Un autre aspect à considérer est la question des précédents. Récemment, la Pokémon Company a semblé rester muette face à une utilisation inacceptable de Pokémon dans une vidéo promotionnelle de l’ICE. McGowan a déclaré qu’il n’aurait pas intervenu à l’époque s’il y avait encore travaillé. « Je suis le CLO le plus prompt à agir que je connaisse », a-t-il dit.
La question demeure alors : l’absence de réaction de Microsoft et de la Pokémon Company ouvre-t-elle la porte à d’autres parties pour utiliser ces propriétés intellectuelles à leur guise ? Cela pourrait-il créer un précédent légal en autorisant certains à dire ‘ils ont fait pire’ ?
« Je crois fermement que chacun a le droit d’être capricieux dans ses choix », m’a confié McGowan. « Laisser quelqu’un agir d’une certaine manière ne vous oblige pas à permettre à tous de faire de même. Il existe une différence entre le droit d’auteur et la marque, où il y a une obligation légale d’empêcher les violations. Vous pouvez laisser quelqu’un enfreindre vos droits d’auteur sans problème, à condition qu’un juge futur ne puisse pas accorder de lourds dommages en cas de violation future. Permettre à l’ICE d’utiliser Halo n’a pas d’impact légal sur d’éventuelles actions futures. »
Points à retenir
- La Maison Blanche a utilisé la franchise Halo de manière controversée, entraînant des réactions de la part des créateurs de la série.
- Microsoft, en tant qu’entité commerciale, privilégie ses relations avec le gouvernement des États-Unis.
- Les choix de marques comme Microsoft et The Pokémon Company peuvent influencer leur perception publique et leurs relations commerciales.
- Le manque de réaction pourrait poser des questions sur l’utilisation des propriétés intellectuelles à l’avenir.
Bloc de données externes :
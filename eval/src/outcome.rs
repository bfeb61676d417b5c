use mapworld::core::types::Outcome as EpisodeOutcome;
use serde::{Deserialize, Serialize};

use crate::judge::Judgment;

#[derive(Debug, Clone, Copy, Serialize, Deserialize, PartialEq, Eq)]
#[serde(rename_all = "snake_case")]
pub enum Outcome {
    Success,
    Fail,
    Aborted,
    TurnLimit,
}

/// Failed checks win over the episode's own ending; an episode that never
/// reached a terminal state counts as a failure.
pub fn classify_outcome(episode: EpisodeOutcome, judgment: &Judgment) -> Outcome {
    if !judgment.passed() {
        return Outcome::Fail;
    }
    match episode {
        EpisodeOutcome::Success => Outcome::Success,
        EpisodeOutcome::Aborted(_) => Outcome::Aborted,
        EpisodeOutcome::TurnLimitReached => Outcome::TurnLimit,
        EpisodeOutcome::Pending => Outcome::Fail,
    }
}
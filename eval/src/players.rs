//! Baseline players for experiments.
//!
//! Both answer in the default action grammar (`GO: <direction>` / `DONE`), so
//! cases that override `move_regex` or `stop_regex` should use a scripted
//! player instead.

use std::collections::BTreeSet;

use anyhow::{Result, anyhow};
use mapworld::core::direction::Direction;
use mapworld::core::graph::Graph;
use mapworld::core::node::Node;
use mapworld::core::random::RandomSource;
use mapworld::core::scorer::best_moves;
use mapworld::io::mover::{Mover, ScriptedMover};
use mapworld::io::prompt::PromptContext;

use crate::case::PlayerSpec;

const DONE: &str = "DONE";

fn go(direction: Direction) -> String {
    format!("GO: {}", direction.as_str())
}

/// Knows the whole map and always takes a move the scorer counts as
/// efficient, then stops once nothing new is reachable.
#[derive(Debug, Clone)]
pub struct OracleMover {
    graph: Graph,
    visited: BTreeSet<Node>,
}

impl OracleMover {
    pub fn new(graph: Graph) -> Self {
        Self {
            graph,
            visited: BTreeSet::new(),
        }
    }
}

impl Mover for OracleMover {
    fn next_move(&mut self, ctx: &PromptContext) -> Result<String> {
        self.visited.insert(ctx.position.clone());
        let best = best_moves(&self.graph, &self.visited, &ctx.position);
        let Some(next) = best.first() else {
            return Ok(DONE.to_string());
        };
        let direction = self
            .graph
            .direction_of(&ctx.position, next)
            .ok_or_else(|| anyhow!("no corridor from {} to {next}", ctx.position))?;
        Ok(go(direction))
    }
}

/// Random walk over the directions offered in each prompt.
#[derive(Debug, Clone)]
pub struct RandomMover {
    rng: RandomSource,
    stop_probability: f64,
}

impl RandomMover {
    pub fn new(seed: u64, stop_probability: f64) -> Self {
        Self {
            rng: RandomSource::seeded(seed),
            stop_probability,
        }
    }
}

impl Mover for RandomMover {
    fn next_move(&mut self, ctx: &PromptContext) -> Result<String> {
        if self.rng.chance(self.stop_probability) {
            return Ok(DONE.to_string());
        }
        Ok(match self.rng.pick(&ctx.directions) {
            Some(direction) => go(*direction),
            None => DONE.to_string(),
        })
    }
}

/// The mover a case asked for, built fresh for every episode.
#[derive(Debug)]
pub enum Player {
    Oracle(OracleMover),
    Random(RandomMover),
    Scripted(ScriptedMover),
}

impl Player {
    pub fn new(spec: &PlayerSpec, graph: &Graph, seed: u64) -> Self {
        match spec {
            PlayerSpec::Oracle => Player::Oracle(OracleMover::new(graph.clone())),
            PlayerSpec::Random { stop_probability } => {
                Player::Random(RandomMover::new(seed, *stop_probability))
            }
            PlayerSpec::Scripted { responses } => {
                Player::Scripted(ScriptedMover::new(responses.iter().cloned()))
            }
        }
    }
}

impl Mover for Player {
    fn next_move(&mut self, ctx: &PromptContext) -> Result<String> {
        match self {
            Player::Oracle(mover) => mover.next_move(ctx),
            Player::Random(mover) => mover.next_move(ctx),
            Player::Scripted(mover) => mover.next_move(ctx),
        }
    }
}
//! Case execution orchestration.
//!
//! For each episode: derive a seed, generate a world, pick a start, play it
//! with the case's player, judge the checks and store everything. The
//! run-level metadata is written last.

use std::path::{Path, PathBuf};

use anyhow::{Context, Result, anyhow};
use chrono::Utc;
use mapworld::core::generator::{generate, pick_start};
use mapworld::core::random::RandomSource;
use mapworld::episode::play_instance;
use mapworld::io::config::GameConfig;
use mapworld::io::episode_store::{EpisodeArtifacts, write_episode};
use mapworld::io::instance::InstanceRecord;
use tracing::{debug, info, instrument};

use crate::case::CaseFile;
use crate::judge::{judge_episode, write_judgment};
use crate::outcome::{Outcome, classify_outcome};
use crate::players::Player;
use crate::results::{CaptureInput, EpisodeSummary, capture_results, episode_dir_name, results_dir};

/// Result of running a single case.
#[derive(Debug)]
pub struct RunOutcome {
    /// Unique identifier for this eval run.
    pub eval_run_id: String,
    /// Path to the results directory.
    pub results_dir: PathBuf,
    pub episodes: Vec<EpisodeSummary>,
}

impl RunOutcome {
    pub fn count(&self, outcome: Outcome) -> usize {
        self.episodes.iter().filter(|e| e.outcome == outcome).count()
    }
}

/// Paths a run reads from and writes to.
#[derive(Debug, Clone)]
pub struct RunLocation<'a> {
    pub repo_root: &'a Path,
    pub case_path: &'a Path,
    /// Base of `<case>/<eval_run_id>/` result directories.
    pub results_base: &'a Path,
}

/// Run every episode of a case and record the results.
#[instrument(skip_all, fields(case_id = %case.case.id, episodes = case.experiment.episodes))]
pub fn run_case(location: &RunLocation<'_>, case: &CaseFile) -> Result<RunOutcome> {
    info!("case run started");
    let config = case.game_config()?;

    let started_at = Utc::now();
    let eval_run_id = format!("eval-{}", started_at.format("%Y%m%d_%H%M%S_%3f"));
    let run_dir = results_dir(location.results_base, &case.case.id, &eval_run_id);

    let mut seeds = RandomSource::seeded(case.experiment.seed);
    let mut episodes = Vec::new();
    for index in 0..case.experiment.episodes {
        let seed = seeds.next_seed();
        let summary = play_episode(&run_dir, case, &config, index, seed)
            .with_context(|| format!("episode {index} (seed {seed})"))?;
        episodes.push(summary);
    }
    let finished_at = Utc::now();

    let meta = capture_results(
        &run_dir,
        CaptureInput {
            case_id: &case.case.id,
            case_path: location.case_path,
            eval_run_id: &eval_run_id,
            seed: case.experiment.seed,
            player: case.experiment.player.name(),
            started_at,
            finished_at,
            repo_root: location.repo_root,
            episodes,
        },
    )
    .context("capture results")?;

    info!(eval_run_id = %eval_run_id, "case run finished");
    Ok(RunOutcome {
        eval_run_id,
        results_dir: run_dir,
        episodes: meta.episodes,
    })
}

fn play_episode(
    run_dir: &Path,
    case: &CaseFile,
    config: &GameConfig,
    index: u32,
    seed: u64,
) -> Result<EpisodeSummary> {
    let mut rng = RandomSource::seeded(seed);
    let graph = generate(&config.generation, &mut rng).context("generate world")?;
    let start = pick_start(&graph, &mut rng).ok_or_else(|| anyhow!("generated world is empty"))?;
    let record = InstanceRecord::build(&graph, start, config.generation.ambiguity, config);

    let mut player = Player::new(&case.experiment.player, &graph, rng.next_seed());
    let played = play_instance(&record, config, &mut player).context("play episode")?;

    let judgment = judge_episode(&case.checks, &played.report);
    let outcome = classify_outcome(played.meta.outcome, &judgment);

    let dir_name = episode_dir_name(index);
    let episode_dir = run_dir.join(&dir_name);
    write_episode(
        &episode_dir,
        &EpisodeArtifacts {
            instance: &record,
            log: &played.log,
            report: &played.report,
            meta: played.meta,
        },
    )?;
    write_judgment(&episode_dir.join("checks.json"), &judgment)?;
    debug!(index, seed, ?outcome, "episode recorded");

    Ok(EpisodeSummary::new(index, seed, dir_name, outcome, &played.report))
}
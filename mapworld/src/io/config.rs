//! Game configuration (`mapworld.toml`).

use std::fs;
use std::path::Path;

use anyhow::{Context, Result, anyhow};
use serde::{Deserialize, Serialize};

use crate::core::action::{ActionGrammar, DEFAULT_MOVE_REGEX, DEFAULT_STOP_REGEX};
use crate::core::game_master::EpisodeRules;
use crate::core::generator::GenerationPolicy;
use crate::core::similarity::MAX_REASONING_NODES;

/// Game configuration (TOML).
///
/// Intended to be edited by humans. Missing fields fall back to defaults, so
/// an empty file is a valid configuration.
#[derive(Debug, Clone, Serialize, Deserialize, PartialEq, Eq)]
#[serde(default)]
pub struct GameConfig {
    /// Successful moves allowed before the episode ends as turn-limited.
    pub max_turns: u32,

    /// Re-issue a rejected turn once (per round) before aborting.
    pub reprompt: bool,

    /// Warn the mover when it walks back and forth.
    pub detect_loops: bool,

    /// Ask the mover to report the map it has explored as a JSON block.
    pub graph_reasoning: bool,

    /// Move pattern; capture group 1 is the direction.
    pub move_regex: String,

    pub stop_regex: String,

    pub generation: GenerationPolicy,

    pub prompts: PromptOverrides,
}

/// Replacement templates; `None` keeps the bundled default.
#[derive(Debug, Clone, Default, Serialize, Deserialize, PartialEq, Eq)]
#[serde(default)]
pub struct PromptOverrides {
    pub initial: Option<String>,
    pub turn: Option<String>,
    pub reprompt: Option<String>,
    pub loop_warning: Option<String>,
}

impl Default for GameConfig {
    fn default() -> Self {
        Self {
            max_turns: 20,
            reprompt: false,
            detect_loops: false,
            graph_reasoning: false,
            move_regex: DEFAULT_MOVE_REGEX.to_string(),
            stop_regex: DEFAULT_STOP_REGEX.to_string(),
            generation: GenerationPolicy::default(),
            prompts: PromptOverrides::default(),
        }
    }
}

impl GameConfig {
    pub fn validate(&self) -> Result<()> {
        if self.max_turns == 0 {
            return Err(anyhow!("max_turns must be > 0"));
        }
        self.grammar()?;
        self.generation
            .validate()
            .context("invalid [generation] policy")?;
        if self.graph_reasoning && self.generation.target_nodes > MAX_REASONING_NODES {
            return Err(anyhow!(
                "graph_reasoning supports at most {MAX_REASONING_NODES} rooms, generation.target_nodes is {}",
                self.generation.target_nodes
            ));
        }
        Ok(())
    }

    pub fn grammar(&self) -> Result<ActionGrammar> {
        ActionGrammar::new(&self.move_regex, &self.stop_regex).context("invalid action grammar")
    }

    /// Episode rules derived from this config.
    pub fn rules(&self) -> Result<EpisodeRules> {
        Ok(EpisodeRules {
            max_turns: self.max_turns,
            reprompt: self.reprompt,
            detect_loops: self.detect_loops,
            graph_reasoning: self.graph_reasoning,
            grammar: self.grammar()?,
        })
    }
}

/// Load config from a TOML file.
///
/// If the file is missing, returns `GameConfig::default()`.
pub fn load_config(path: &Path) -> Result<GameConfig> {
    if !path.exists() {
        let cfg = GameConfig::default();
        cfg.validate()?;
        return Ok(cfg);
    }
    let contents = fs::read_to_string(path).with_context(|| format!("read {}", path.display()))?;
    let cfg: GameConfig =
        toml::from_str(&contents).with_context(|| format!("parse {}", path.display()))?;
    cfg.validate()?;
    Ok(cfg)
}

/// Atomically write config to disk (temp file + rename).
pub fn write_config(path: &Path, cfg: &GameConfig) -> Result<()> {
    cfg.validate()?;
    let mut buf = toml::to_string_pretty(cfg).context("serialize config toml")?;
    buf.push('\n');
    write_atomic(path, &buf)
}

fn write_atomic(path: &Path, contents: &str) -> Result<()> {
    let parent = path
        .parent()
        .with_context(|| format!("config path missing parent {}", path.display()))?;
    fs::create_dir_all(parent).with_context(|| format!("create directory {}", parent.display()))?;
    let tmp_path = path.with_extension("toml.tmp");
    fs::write(&tmp_path, contents)
        .with_context(|| format!("write temp config {}", tmp_path.display()))?;
    fs::rename(&tmp_path, path).with_context(|| format!("replace config {}", path.display()))?;
    Ok(())
}

#[cfg(test)]
mod tests {
    use super::*;
    use crate::core::generator::CycleRequirement;

    #[test]
    fn load_missing_returns_default() {
        let temp = tempfile::tempdir().expect("tempdir");
        let cfg = load_config(&temp.path().join("missing.toml")).expect("load");
        assert_eq!(cfg, GameConfig::default());
    }

    #[test]
    fn write_then_load_round_trips() {
        let temp = tempfile::tempdir().expect("tempdir");
        let path = temp.path().join("nested").join("mapworld.toml");
        let cfg = GameConfig {
            reprompt: true,
            prompts: PromptOverrides {
                turn: Some("You are in $ROOM$.".to_string()),
                ..PromptOverrides::default()
            },
            ..GameConfig::default()
        };
        write_config(&path, &cfg).expect("write");
        let loaded = load_config(&path).expect("load");
        assert_eq!(loaded, cfg);
    }

    #[test]
    fn partial_file_fills_defaults() {
        let temp = tempfile::tempdir().expect("tempdir");
        let path = temp.path().join("mapworld.toml");
        fs::write(
            &path,
            "max_turns = 5\ndetect_loops = true\n\n[generation]\ntarget_nodes = 6\ncycle = \"force_cycle\"\n",
        )
        .expect("write");
        let cfg = load_config(&path).expect("load");
        assert_eq!(cfg.max_turns, 5);
        assert!(cfg.detect_loops);
        assert_eq!(cfg.generation.target_nodes, 6);
        assert_eq!(cfg.generation.cycle, CycleRequirement::ForceCycle);
        assert_eq!(cfg.move_regex, DEFAULT_MOVE_REGEX);
    }

    #[test]
    fn rejects_bad_values() {
        let cfg = GameConfig {
            max_turns: 0,
            ..GameConfig::default()
        };
        assert!(cfg.validate().is_err());

        let cfg = GameConfig {
            move_regex: "GO: \\w+".to_string(),
            ..GameConfig::default()
        };
        assert!(cfg.validate().is_err());
    }

    #[test]
    fn graph_reasoning_limits_world_size() {
        let mut cfg = GameConfig {
            graph_reasoning: true,
            ..GameConfig::default()
        };
        cfg.generation.target_nodes = MAX_REASONING_NODES;
        cfg.validate().expect("largest reasoned world");

        cfg.generation.target_nodes = MAX_REASONING_NODES + 1;
        let err = cfg.validate().expect_err("too many rooms to compare");
        assert!(err.to_string().contains("graph_reasoning"), "{err}");

        cfg.graph_reasoning = false;
        cfg.validate().expect("no comparison without graph reasoning");
    }
}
- Distinguer l’utilisation légale des droits d’auteur par rapport aux droits commerciaux est fondamental dans ces situations.
Dans cette affaire, j’observe qu’il est crucial d’analyser les décisions stratégiques des entreprises sous un angle pragmatique. La gestion des propriétés intellectuelles et des relations gouvernementales est délicate. Il semble évident que l’avenir des marques repose non seulement sur leur popularité, mais aussi sur la manière dont elles gèrent les controverses et les attentes de leurs utilisateurs. Cela pourrait ouvrir la porte à de futures discussions sur la responsabilité des entreprises face aux discours politiques et leur impact sur les marques.